Data for this exercise START
//! Template context — the key/value binding built from blog records.

use std::collections::BTreeMap;

use snuggle_core::types::{Blog, Post, PostStatus};

use crate::error::ContextError;
use crate::value::{Item, Value};

static ABSENT: Value = Value::Absent;

/// Immutable key → [`Value`] mapping bound into a render call.
///
/// The renderer never mutates a context; loop processing derives per-item
/// contexts via [`TemplateContext::for_item`], where item fields override
/// outer keys.
#[derive(Debug, Clone, PartialEq, Default)]
pub struct TemplateContext {
    values: BTreeMap<String, Value>,
}

impl TemplateContext {
    pub fn new() -> Self {
        Self::default()
    }

    /// Bind `key` to `value`, replacing any previous binding.
    pub fn set(&mut self, key: impl Into<String>, value: impl Into<Value>) {
        self.values.insert(key.into(), value.into());
    }

    /// Look up a key. Unknown keys are absent, never an error.
    pub fn get(&self, key: &str) -> &Value {
        self.values.get(key).unwrap_or(&ABSENT)
    }

    /// Derived context for one loop item: the outer context shallow-merged
    /// with the item's fields, item fields winning on collision.
    pub fn for_item(&self, item: &Item) -> TemplateContext {
        let mut merged = self.clone();
        for (key, value) in item {
            merged.values.insert(key.clone(), value.clone());
        }
        merged
    }

    // -----------------------------------------------------------------------
    // Builders
    // -----------------------------------------------------------------------

    /// Build the list-page context for a blog.
    ///
    /// Draft and private posts are invisible to skins: they are excluded
    /// from `posts` and do not count toward `post_count`/`has_posts`.
    pub fn from_blog(blog: &Blog, posts: &[Post]) -> Self {
        let published: Vec<&Post> = posts
            .iter()
            .filter(|p| matches!(p.status, PostStatus::Published))
            .collect();

        let post_items: Vec<Item> = published.iter().map(|p| post_item(p)).collect();
        let category_items: Vec<Item> = blog
            .categories
            .iter()
            .map(|c| {
                let mut item = Item::new();
                item.insert("id".to_string(), Value::from(c.id.clone()));
                item.insert("name".to_string(), Value::from(c.name.clone()));
                item.insert("post_count".to_string(), Value::from(c.post_count));
                item
            })
            .collect();

        let mut ctx = TemplateContext::new();
        ctx.set("blog_id", blog.id.0.clone());
        ctx.set("blog_name", blog.name.clone());
        ctx.set("blog_description", blog.description.clone());
        ctx.set("post_count", published.len());
        ctx.set("category_count", blog.categories.len());
        ctx.set("visitor_count", blog.visitor_count);
        ctx.set("today_visitor_count", blog.today_visitor_count);
        ctx.set("created_date", format_date(&blog.created_at));
        ctx.set("has_posts", !published.is_empty());
        ctx.set("has_categories", !blog.categories.is_empty());
        ctx.set("posts", post_items);
        ctx.set("categories", category_items);
        ctx
    }

    /// Layer detail-page keys for one post over a blog context.
    pub fn with_post(mut self, post: &Post) -> Self {
        self.set("post_id", post.id.0.clone());
        self.set("title", post.title.clone());
        self.set("excerpt", post.excerpt.clone());
        self.set("content", post.content.clone());
        self.set("date", format_date(&post.created_at));
        self.set("thumbnail", post.thumbnail.clone());
        self.set("comment_count", post.comment_count);
        self.set("like_count", post.like_count);
        self
    }

    /// Parse a context from a JSON object string (the CLI input format).
    pub fn from_json_str(input: &str) -> Result<Self, ContextError> {
        let document: serde_json::Value = serde_json::from_str(input)?;
        let serde_json::Value::Object(fields) = document else {
            return Err(ContextError::NotAnObject {
                found: json_type_name(&document),
            });
        };
        let mut ctx = TemplateContext::new();
        for (key, value) in &fields {
            ctx.set(key.clone(), Value::from_json(value));
        }
        Ok(ctx)
    }
}

fn post_item(post: &Post) -> Item {
    let mut item = Item::new();
    item.insert("id".to_string(), Value::from(post.id.0.clone()));
    item.insert("title".to_string(), Value::from(post.title.clone()));
    item.insert("excerpt".to_string(), Value::from(post.excerpt.clone()));
    item.insert("date".to_string(), Value::from(format_date(&post.created_at)));
    item.insert("thumbnail".to_string(), Value::from(post.thumbnail.clone()));
    item.insert("comment_count".to_string(), Value::from(post.comment_count));
    item.insert("like_count".to_string(), Value::from(post.like_count));
    item
}

fn format_date(at: &chrono::DateTime<chrono::Utc>) -> String {
    at.format("%Y-%m-%d").to_string()
}

fn json_type_name(value: &serde_json::Value) -> &'static str {
    match value {
        serde_json::Value::Null => "null",
        serde_json::Value::Bool(_) => "a boolean",
        serde_json::Value::Number(_) => "a number",
        serde_json::Value::String(_) => "a string",
        serde_json::Value::Array(_) => "an array",
        serde_json::Value::Object(_) => "an object",
    }
}

#[cfg(test)]
mod tests {
    use chrono::{TimeZone, Utc};
    use snuggle_core::types::{Blog, BlogId, Category, Post, PostId, PostStatus};

    use super::*;

    fn make_post(id: &str, title: &str, status: PostStatus) -> Post {
        let at = Utc.with_ymd_and_hms(2026, 3, 14, 9, 30, 0).unwrap();
        Post {
            id: PostId::from(id),
            title: title.to_string(),
            excerpt: format!("{title} excerpt"),
            content: format!("<p>{title}</p>"),
            thumbnail: None,
            status,
            comment_count: 2,
            like_count: 5,
            created_at: at,
            updated_at: at,
        }
    }

    fn make_blog() -> Blog {
        let at = Utc.with_ymd_and_hms(2026, 1, 2, 0, 0, 0).unwrap();
        Blog {
            id: BlogId::from("b-01"),
            name: "My Blog".to_string(),
            description: "daily notes".to_string(),
            visitor_count: 1234,
            today_visitor_count: 17,
            categories: vec![Category {
                id: "c-01".to_string(),
                name: "rust".to_string(),
                post_count: 3,
            }],
            created_at: at,
            updated_at: at,
        }
    }

    #[test]
    fn unknown_key_is_absent() {
        let ctx = TemplateContext::new();
        assert_eq!(*ctx.get("nope"), Value::Absent);
    }

    #[test]
    fn from_blog_populates_known_keys() {
        let posts = vec![
            make_post("p-1", "First", PostStatus::Published),
            make_post("p-2", "Second", PostStatus::Published),
        ];
        let ctx = TemplateContext::from_blog(&make_blog(), &posts);

        assert_eq!(*ctx.get("blog_name"), Value::Str("My Blog".to_string()));
        assert_eq!(*ctx.get("post_count"), Value::Num(2.0));
        assert_eq!(*ctx.get("visitor_count"), Value::Num(1234.0));
        assert_eq!(*ctx.get("created_date"), Value::Str("2026-01-02".to_string()));
        assert_eq!(*ctx.get("has_posts"), Value::Bool(true));
        let Value::List(items) = ctx.get("posts") else {
            panic!("posts must be a list");
        };
        assert_eq!(items.len(), 2);
        assert_eq!(items[0]["title"], Value::Str("First".to_string()));
        assert_eq!(items[0]["date"], Value::Str("2026-03-14".to_string()));
    }

    #[test]
    fn from_blog_filters_unpublished_posts() {
        let posts = vec![
            make_post("p-1", "Live", PostStatus::Published),
            make_post("p-2", "Hidden draft", PostStatus::Draft),
            make_post("p-3", "Hidden private", PostStatus::Private),
        ];
        let ctx = TemplateContext::from_blog(&make_blog(), &posts);

        assert_eq!(*ctx.get("post_count"), Value::Num(1.0));
        let Value::List(items) = ctx.get("posts") else {
            panic!("posts must be a list");
        };
        assert_eq!(items.len(), 1);
        assert_eq!(items[0]["title"], Value::Str("Live".to_string()));
    }

    #[test]
    fn from_blog_without_posts_is_falsy() {
        let ctx = TemplateContext::from_blog(&make_blog(), &[]);
        assert_eq!(*ctx.get("has_posts"), Value::Bool(false));
        assert!(!ctx.get("posts").is_truthy());
    }

    #[test]
    fn with_post_layers_detail_keys() {
        let post = make_post("p-1", "First", PostStatus::Published);
        let ctx = TemplateContext::from_blog(&make_blog(), std::slice::from_ref(&post))
            .with_post(&post);

        assert_eq!(*ctx.get("title"), Value::Str("First".to_string()));
        assert_eq!(*ctx.get("content"), Value::Str("<p>First</p>".to_string()));
        assert_eq!(*ctx.get("thumbnail"), Value::Absent);
        // blog keys remain visible on the detail page
        assert_eq!(*ctx.get("blog_name"), Value::Str("My Blog".to_string()));
    }

    #[test]
    fn for_item_merges_with_item_precedence() {
        let mut ctx = TemplateContext::new();
        ctx.set("title", "outer");
        ctx.set("blog_name", "My Blog");

        let mut item = Item::new();
        item.insert("title".to_string(), Value::from("inner"));

        let merged = ctx.for_item(&item);
        assert_eq!(*merged.get("title"), Value::Str("inner".to_string()));
        assert_eq!(*merged.get("blog_name"), Value::Str("My Blog".to_string()));
        // outer context untouched
        assert_eq!(*ctx.get("title"), Value::Str("outer".to_string()));
    }

    #[test]
    fn from_json_str_object_roundtrip() {
        let ctx = TemplateContext::from_json_str(
            r#"{"blog_name": "My Blog", "post_count": 5, "has_posts": true,
                "posts": [{"title": "A"}], "missing": null}"#,
        )
        .expect("parse");
        assert_eq!(*ctx.get("blog_name"), Value::Str("My Blog".to_string()));
        assert_eq!(*ctx.get("post_count"), Value::Num(5.0));
        assert_eq!(*ctx.get("has_posts"), Value::Bool(true));
        assert_eq!(*ctx.get("missing"), Value::Absent);
        assert!(matches!(ctx.get("posts"), Value::List(items) if items.len() == 1));
    }

    #[test]
    fn from_json_str_rejects_non_objects() {
        let err = TemplateContext::from_json_str("[1, 2]").unwrap_err();
        assert!(err.to_string().contains("must be a JSON object"), "got: {err}");
        assert!(err.to_string().contains("an array"));
    }
}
Data for this exercise END
Problem to work on —
Copy, from the lines above, each one that holds "static".

Final answer —
static ABSENT: Value = Value::Absent;
fn json_type_name(value: &serde_json::Value) -> &'static str {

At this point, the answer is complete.